Jamar Roberts’ Resurrection, set to Gustav Mahler’s tone poem Totenfeier, tells the story of a sorceress and her community. The former Alvin Ailey American Dance Theater resident choreographer found common ground between the company’s ballet technique and his own modern style. “There is a very small language barrier that we’re trying to negotiate,” he says. “It’s been a really optimal creative experience.”

In a brightly lit studio with a white curtain covering the mirror in the background, two male and one female dancers in various dancewear jump in a diagonal parallel passe position, arms pumping, behind a line of dancers laying on their backs with their arms drifting upward.
San Francisco Ballet rehearsing Danielle Rowe’s MADCAP. Photo by Lindsay Thomas, courtesy SFB.

Danielle Rowe, a former SFB dancer and frequent choreographer for the company, took inspiration for her premiere MADCAP from a score by Pär Hagström—and from the humor and pathos of clowns. “If the dancers want to laugh, that’s the right thing. If they want to cry, that’s the right thing,” she says.

Program 2: Val Caniparoli, Bridget Breiner and Yuka Oishi

Val Caniparoli, who celebrates 50 years at SFB this season, created Emergence as a reflection on COVID-19 isolation. “We’ve been so secluded in our lives with the pandemic,” he says. “And now we’re emerging, and we don’t really know what to do with that. There’s this buzz inside us all of ‘What is going to happen?’ ”

In The Queen’s Daughter, Connecticut-born, Germany-based Bridget Breiner took on the Biblical legend of Salome, a Judean princess who allegedly requested John the Baptist’s beheading. “I spent a lot of time looking for one piece of music that would fulfill one story,” says Breiner, who settled on Benjamin Britten’s Violin Concerto for her score and chose principal dancer Sasha De Sola as her muse. “I only have to say one word and she runs with it,” Breiner says. “It’s almost as if the ballet sprung out of her body.”

In a brightly lit studio with a white curtain covering the mirror, Dores André and Isaac Hernández rehearse a pas de deux. André, in a black leotard, black tights and socks, embraces Hernandez rigidly, fingers splayed and arms at a 90 degree angle as Hernandez supports her as she makes a shallow split position, toes trailing the floor. Hernandez, in grey pants and socks and a light blue shirt, bends forward as he holds her back tightly.
Dores André and Isaac Hernández rehearsing Jamar Roberts’ Resurrection. Photo by Lindsay Thomas, courtesy SFB.

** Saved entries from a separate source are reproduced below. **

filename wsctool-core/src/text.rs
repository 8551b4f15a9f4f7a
use encoding_rs::SHIFT_JIS;

/// Encodings attempted when decoding raw script bytes, in priority order.
///
/// CP932 and ShiftJis both resolve to the WHATWG Shift-JIS decoder (which
/// implements windows-31j); both tags are kept so the priority list matches
/// the engine's documented decode order.
#[derive(Debug, Clone, Copy, PartialEq, Eq)]
pub enum TextEncoding {
    Cp932,
    ShiftJis,
    Utf8,
    Latin1,
}

impl TextEncoding {
    pub fn label(self) -> &'static str {
        match self {
            TextEncoding::Cp932 => "cp932",
            TextEncoding::ShiftJis => "shift_jis",
            TextEncoding::Utf8 => "utf-8",
            TextEncoding::Latin1 => "latin-1",
        }
    }
}

/// Strict decode attempts, tried in order. Latin-1 is not listed: it is the
/// guaranteed fallback and cannot fail.
pub const DECODE_PRIORITY: &[TextEncoding] =
    &[TextEncoding::Cp932, TextEncoding::ShiftJis, TextEncoding::Utf8];

/// Strict encode attempts, tried in order. Lossy Latin-1 is the final,
/// total fallback.
pub const ENCODE_PRIORITY: &[TextEncoding] =
    &[TextEncoding::Cp932, TextEncoding::ShiftJis, TextEncoding::Latin1];

fn decode_strict(encoding: TextEncoding, raw: &[u8]) -> Option<String> {
    match encoding {
        TextEncoding::Cp932 | TextEncoding::ShiftJis => SHIFT_JIS
            .decode_without_bom_handling_and_without_replacement(raw)
            .map(|s| s.into_owned()),
        TextEncoding::Utf8 => std::str::from_utf8(raw).ok().map(str::to_owned),
        TextEncoding::Latin1 => Some(decode_latin1(raw)),
    }
}

/// Decode a byte slice, trying each candidate in `DECODE_PRIORITY` and
/// falling back to Latin-1. Never fails: every byte slice produces text.
pub fn decode_any(raw: &[u8]) -> (String, TextEncoding) {
    for &encoding in DECODE_PRIORITY {
        if let Some(text) = decode_strict(encoding, raw) {
            return (text, encoding);
        }
    }
    (decode_latin1(raw), TextEncoding::Latin1)
}

/// Latin-1 maps every byte to the code point of the same value, so this is
/// total and byte-preserving.
pub fn decode_latin1(raw: &[u8]) -> String {
    raw.iter().map(|&b| char::from(b)).collect()
}

/// Strict encode: `None` when any character is unmappable in `encoding`.
pub fn encode_strict(encoding: TextEncoding, text: &str) -> Option<Vec<u8>> {
    match encoding {
        TextEncoding::Cp932 | TextEncoding::ShiftJis => {
            let (bytes, _, had_errors) = SHIFT_JIS.encode(text);
            if had_errors {
                None
            } else {
                Some(bytes.into_owned())
            }
        }
        TextEncoding::Utf8 => Some(text.as_bytes().to_vec()),
        TextEncoding::Latin1 => {
            let mut out = Vec::with_capacity(text.len());
            for c in text.chars() {
                let v = u32::from(c);
                if v > 0xFF {
                    return None;
                }
                out.push(v as u8);
            }
            Some(out)
        }
    }
}

/// Encode text for the container, trying each candidate in `ENCODE_PRIORITY`
/// and finishing with lossy Latin-1. Never fails.
pub fn encode_any(text: &str) -> Vec<u8> {
    for &encoding in ENCODE_PRIORITY {
        if let Some(bytes) = encode_strict(encoding, text) {
            return bytes;
        }
    }
    encode_latin1_lossy(text)
}

/// Lossy Latin-1: characters above U+00FF become `?`.
pub fn encode_latin1_lossy(text: &str) -> Vec<u8> {
    text.chars()
        .map(|c| {
            let v = u32::from(c);
            if v > 0xFF {
                b'?'
            } else {
                v as u8
            }
        })
        .collect()
}

/// CJK detection ranges: ideographic punctuation, hiragana, katakana, and
/// the unified ideograph block.
pub fn is_cjk_char(c: char) -> bool {
    matches!(c,
        '\u{3000}'..='\u{303F}'
        | '\u{3040}'..='\u{309F}'
        | '\u{30A0}'..='\u{30FF}'
        | '\u{4E00}'..='\u{9FFF}')
}

pub fn contains_japanese(text: &str) -> bool {
    text.chars().any(is_cjk_char)
}

/// Characters permitted in a speaker name: kana and ideographs, no
/// punctuation.
pub fn is_name_char(c: char) -> bool {
    matches!(c, '\u{3040}'..='\u{30FF}' | '\u{4E00}'..='\u{9FFF}')
}

/// Speaker-name shape: 1 to 8 characters, all kana or ideographs.
pub fn is_japanese_name(text: &str) -> bool {
    let count = text.chars().count();
    (1..=8).contains(&count) && text.chars().all(is_name_char)
}

#[cfg(test)]
mod tests {
    use super::*;

    #[test]
    fn decodes_ascii_as_cp932() {
        let (text, encoding) = decode_any(b"DAY0904");
        assert_eq!(text, "DAY0904");
        assert_eq!(encoding, TextEncoding::Cp932);
    }

    #[test]
    fn decodes_round_trips_shift_jis() {
        let bytes = encode_any("\u{3053}\u{3093}\u{306B}\u{3061}\u{306F}");
        let (text, encoding) = decode_any(&bytes);
        assert_eq!(text, "\u{3053}\u{3093}\u{306B}\u{3061}\u{306F}");
        assert_eq!(encoding, TextEncoding::Cp932);
    }

    #[test]
    fn never_fails_on_arbitrary_bytes() {
        // 0xFF is not a valid Shift-JIS lead byte and not valid UTF-8; the
        // Latin-1 fallback must pick it up.
        let (text, encoding) = decode_any(&[0x80, 0xFF, 0x80]);
        assert_eq!(encoding, TextEncoding::Latin1);
        assert_eq!(text.chars().count(), 3);
    }

    #[test]
    fn never_fails_on_empty_slice() {
        let (text, encoding) = decode_any(b"");
        assert_eq!(text, "");
        assert_eq!(encoding, TextEncoding::Cp932);
    }

    #[test]
    fn latin1_decode_preserves_bytes() {
        let raw: Vec<u8> = (0u8..=255).collect();
        let text = decode_latin1(&raw);
        assert_eq!(encode_latin1_lossy(&text), raw);
    }

    #[test]
    fn strict_encode_rejects_unmappable() {
        // U+20AC has no CP932 mapping and is above the Latin-1 range.
        assert_eq!(encode_strict(TextEncoding::Cp932, "\u{20AC}"), None);
        assert_eq!(encode_strict(TextEncoding::Latin1, "\u{20AC}"), None);
    }

    #[test]
    fn encode_any_replaces_unmappable() {
        assert_eq!(encode_any("a\u{20AC}b"), b"a?b".to_vec());
    }

    #[test]
    fn name_shape_accepts_kana_and_ideographs() {
        assert!(is_japanese_name("\u{7F8E}\u{91CC}"));
        assert!(is_japanese_name("\u{30DF}\u{30B5}\u{30C8}"));
        assert!(!is_japanese_name(""));
        assert!(!is_japanese_name("Misato"));
        // Ideographic punctuation is CJK but not a name character.
        assert!(contains_japanese("\u{3002}"));
        assert!(!is_japanese_name("\u{7F8E}\u{3002}"));
        // Nine characters is one past the name limit.
        assert!(!is_japanese_name("\u{3042}\u{3042}\u{3042}\u{3042}\u{3042}\u{3042}\u{3042}\u{3042}\u{3042}"));
    }
}
use serde::{Deserialize, Serialize};

/// Configuration for the chores_info module
#[derive(Debug, Clone, Serialize, Deserialize)]
#[serde(deny_unknown_fields)]
pub struct ChoresInfoConfig {
    #[serde(default = "default_color")]
    pub default_color: String,
    #[serde(default)]
    pub error_status: ErrorStatusPolicy,
    #[serde(default = "default_max_name_length")]
    pub max_name_length: usize,
    #[serde(default = "default_max_description_length")]
    pub max_description_length: usize,
}

/// How domain failures are turned into HTTP statuses.
#[derive(Debug, Clone, Copy, PartialEq, Eq, Default, Serialize, Deserialize)]
#[serde(rename_all = "lowercase")]
pub enum ErrorStatusPolicy {
    /// 400 / 404 / 409 / 500 by error kind.
    #[default]
    Typed,
    /// Every failure is a 500 carrying the message.
    Legacy,
}

impl Default for ChoresInfoConfig {
    fn default() -> Self {
        Self {
            default_color: default_color(),
            error_status: ErrorStatusPolicy::default(),
            max_name_length: default_max_name_length(),
            max_description_length: default_max_description_length(),
        }
    }
}

fn default_color() -> String {
    "#3B82F6".to_string()
}

fn default_max_name_length() -> usize {
    100
}

fn default_max_description_length() -> usize {
    500
}

#[cfg(test)]
mod tests {
    use super::*;

    #[test]
    fn defaults_apply_to_missing_fields() {
        let cfg: ChoresInfoConfig =
            serde_json::from_value(serde_json::json!({"error_status": "legacy"})).unwrap();
        assert_eq!(cfg.default_color, "#3B82F6");
        assert_eq!(cfg.error_status, ErrorStatusPolicy::Legacy);
        assert_eq!(cfg.max_name_length, 100);
        assert_eq!(cfg.max_description_length, 500);
    }

    #[test]
    fn unknown_policy_is_rejected() {
        let res: Result<ChoresInfoConfig, _> =
            serde_json::from_value(serde_json::json!({"error_status": "strict"}));
        assert!(res.is_err());
    }
}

Maurice Ravel’s Boléro inspired the idea, the score and the name for Yuka Oishi’s cosmic ballet. “I told the dancers on the first day, ‘I’m trying to make a piece from cells to the universe,’ ” she says. “There’s never-ending arcs as a symbol in this Boléro piece. Anything you can find on this planet, in this universe, it’s very calculated. I wanted to bring that onstage.”

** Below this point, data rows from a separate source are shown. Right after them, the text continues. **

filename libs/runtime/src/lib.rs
//! Process-level plumbing for the chore chart server: layered configuration,
//! home directory resolution, logging setup and database connection.

pub mod config;
pub mod db;
pub mod logging;
pub mod paths;

pub use config::{
    default_logging_config, AppConfig, AppConfigProvider, CliArgs, DatabaseConfig, LoggingConfig,
    Section, ServerConfig,
};
pub use db::{absolutize_sqlite_dsn, connect_database, detect_backend, DbBackend};
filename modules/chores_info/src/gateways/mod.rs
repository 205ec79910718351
pub mod local;
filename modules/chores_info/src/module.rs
use std::sync::Arc;

use axum::Router;
use modkit::ModuleCtx;
use sea_orm::DatabaseConnection;
use sea_orm_migration::MigratorTrait;
use tracing::{debug, info};
use utoipa::OpenApi;

use crate::api::rest::{openapi::ChoresApiDoc, routes};
use crate::api::tools::{handlers as tool_handlers, ToolRegistry};
use crate::config::ChoresInfoConfig;
use crate::contract::client::ChoresInfoApi;
use crate::domain::service::{Service, ServiceConfig};
use crate::gateways::local::ChoresInfoLocalClient;
use crate::infra::storage::{migrations::Migrator, SeaOrmChoresRepository};

pub const MODULE_NAME: &str = "chores_info";

/// Users and chores: the CRUD core plus its REST and tool surfaces.
#[derive(Clone)]
pub struct ChoresInfo {
    config: ChoresInfoConfig,
    service: Arc<Service>,
    client: Arc<dyn ChoresInfoApi>,
    tools: Arc<ToolRegistry>,
}

impl ChoresInfo {
    /// Reads `modules.chores_info`, applies migrations and wires the service.
    pub async fn init(ctx: &ModuleCtx) -> anyhow::Result<Self> {
        info!("Initializing chores_info module");

        let ctx = ctx.for_module(MODULE_NAME);
        let cfg: ChoresInfoConfig = ctx.module_config()?;
        debug!(
            "Loaded chores_info config: default_color={}, error_status={:?}",
            cfg.default_color, cfg.error_status
        );

        let db = ctx.db().ok_or_else(|| anyhow::anyhow!("DB required"))?;
        Self::migrate(&db).await?;

        Ok(Self::with_db(db, cfg))
    }

    pub async fn migrate(db: &DatabaseConnection) -> anyhow::Result<()> {
        info!("Running chores_info database migrations");
        Migrator::up(db, None).await?;
        info!("Chores database migrations completed successfully");
        Ok(())
    }

    /// Wire the module on an already migrated connection.
    pub fn with_db(db: DatabaseConnection, config: ChoresInfoConfig) -> Self {
        let service_config = ServiceConfig {
            default_color: config.default_color.clone(),
            max_name_length: config.max_name_length,
            max_description_length: config.max_description_length,
        };
        let repo = Arc::new(SeaOrmChoresRepository::new(db));
        let service = Arc::new(Service::new(repo, service_config));
        let client: Arc<dyn ChoresInfoApi> = Arc::new(ChoresInfoLocalClient::new(service.clone()));
        let tools = Arc::new(ToolRegistry::new(client.clone()));

        Self {
            config,
            service,
            client,
            tools,
        }
    }

    pub fn config(&self) -> &ChoresInfoConfig {
        &self.config
    }

    pub fn service(&self) -> Arc<Service> {
        self.service.clone()
    }

    /// In-process API for other modules.
    pub fn client(&self) -> Arc<dyn ChoresInfoApi> {
        self.client.clone()
    }

    pub fn tools(&self) -> Arc<ToolRegistry> {
        self.tools.clone()
    }

    /// REST and tool routes, relative to the API base path.
    pub fn router(&self) -> Router {
        info!("Registering chores_info REST routes");
        routes::router(self.service.clone(), self.config.error_status)
            .merge(tool_handlers::router(self.tools.clone(), self.config.error_status))
    }

    pub fn openapi(&self) -> utoipa::openapi::OpenApi {
        ChoresApiDoc::openapi()
    }
}
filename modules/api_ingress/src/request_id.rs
use axum::http::{HeaderName, Request, Response};
use axum::{body::Body, middleware::Next};
use std::time::Duration;
use tower_http::request_id::{MakeRequestId, RequestId};
use tracing::field::Empty;

/// Request id as seen by handlers.
#[derive(Clone, Debug)]
pub struct XRequestId(pub String);

pub fn header() -> HeaderName {
    HeaderName::from_static("x-request-id")
}

fn request_id_of<B>(req: &Request<B>) -> Option<&str> {
    req.headers().get(header()).and_then(|v| v.to_str().ok())
}

#[derive(Clone, Default)]
pub struct MakeReqId;

impl MakeRequestId for MakeReqId {
    fn make_request_id<B>(&mut self, _req: &Request<B>) -> Option<RequestId> {
        let id = nanoid::nanoid!();
        Some(RequestId::new(id.parse().ok()?))
    }
}

/// Copies the (already set) request id into extensions and the request span.
pub async fn push_req_id_to_extensions(
    mut req: Request<Body>,
    next: Next,
) -> axum::response::Response {
    let rid = request_id_of(&req).unwrap_or("n/a").to_owned();
    tracing::Span::current().record("request_id", tracing::field::display(&rid));
    req.extensions_mut().insert(XRequestId(rid));
    next.run(req).await
}

fn make_span(req: &Request<Body>) -> tracing::Span {
    tracing::info_span!(
        "http_request",
        method = %req.method(),
        path = %req.uri().path(),
        request_id = %request_id_of(req).unwrap_or("n/a"),
        status = Empty,
        latency_ms = Empty
    )
}

fn record_response<B>(res: &Response<B>, latency: Duration, span: &tracing::Span) {
    span.record("status", res.status().as_u16());
    span.record("latency_ms", latency.as_millis() as u64);
    tracing::debug!(parent: span, "request finished");
}

/// Span per request with method, path, request id, status and latency.
#[allow(clippy::type_complexity)]
pub fn create_trace_layer() -> tower_http::trace::TraceLayer<
    tower_http::classify::SharedClassifier<tower_http::classify::ServerErrorsAsFailures>,
    fn(&Request<Body>) -> tracing::Span,
    tower_http::trace::DefaultOnRequest,
    fn(&Response<Body>, Duration, &tracing::Span),
> {
    tower_http::trace::TraceLayer::new_for_http()
        .make_span_with(make_span as fn(&Request<Body>) -> tracing::Span)
        .on_response(record_response::<Body> as fn(&Response<Body>, Duration, &tracing::Span))
}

Program 3: Nicolas Blanc, Claudia Schreier and Yuri Possokhov

Along with Schreier’s Kin, Program 3 features Nicolas Blanc’s Gateway to the Sun, inspired by the 13th-century poet Rumi and featuring principal Max Cauthorn. “The dancers around him, rather than representing people, represent thoughts and worlds,” Blanc says. “We can illustrate a thought in the poet’s heart.”

Knowing the company dancers and orchestra members as well as he does, SFB’s longtime choreographer in residence Yuri Possokhov followed his imagination during the choreographic process for Violin Concerto, set to the Stravinsky score of the same name. “One of my favorite things, in this moment of my life, is to be with dancers and to create,” Possokhov says. “Lock the door, open the window, play music and we’ll create something.”

Program information and additional choreographer quotes courtesy of San Francisco Ballet.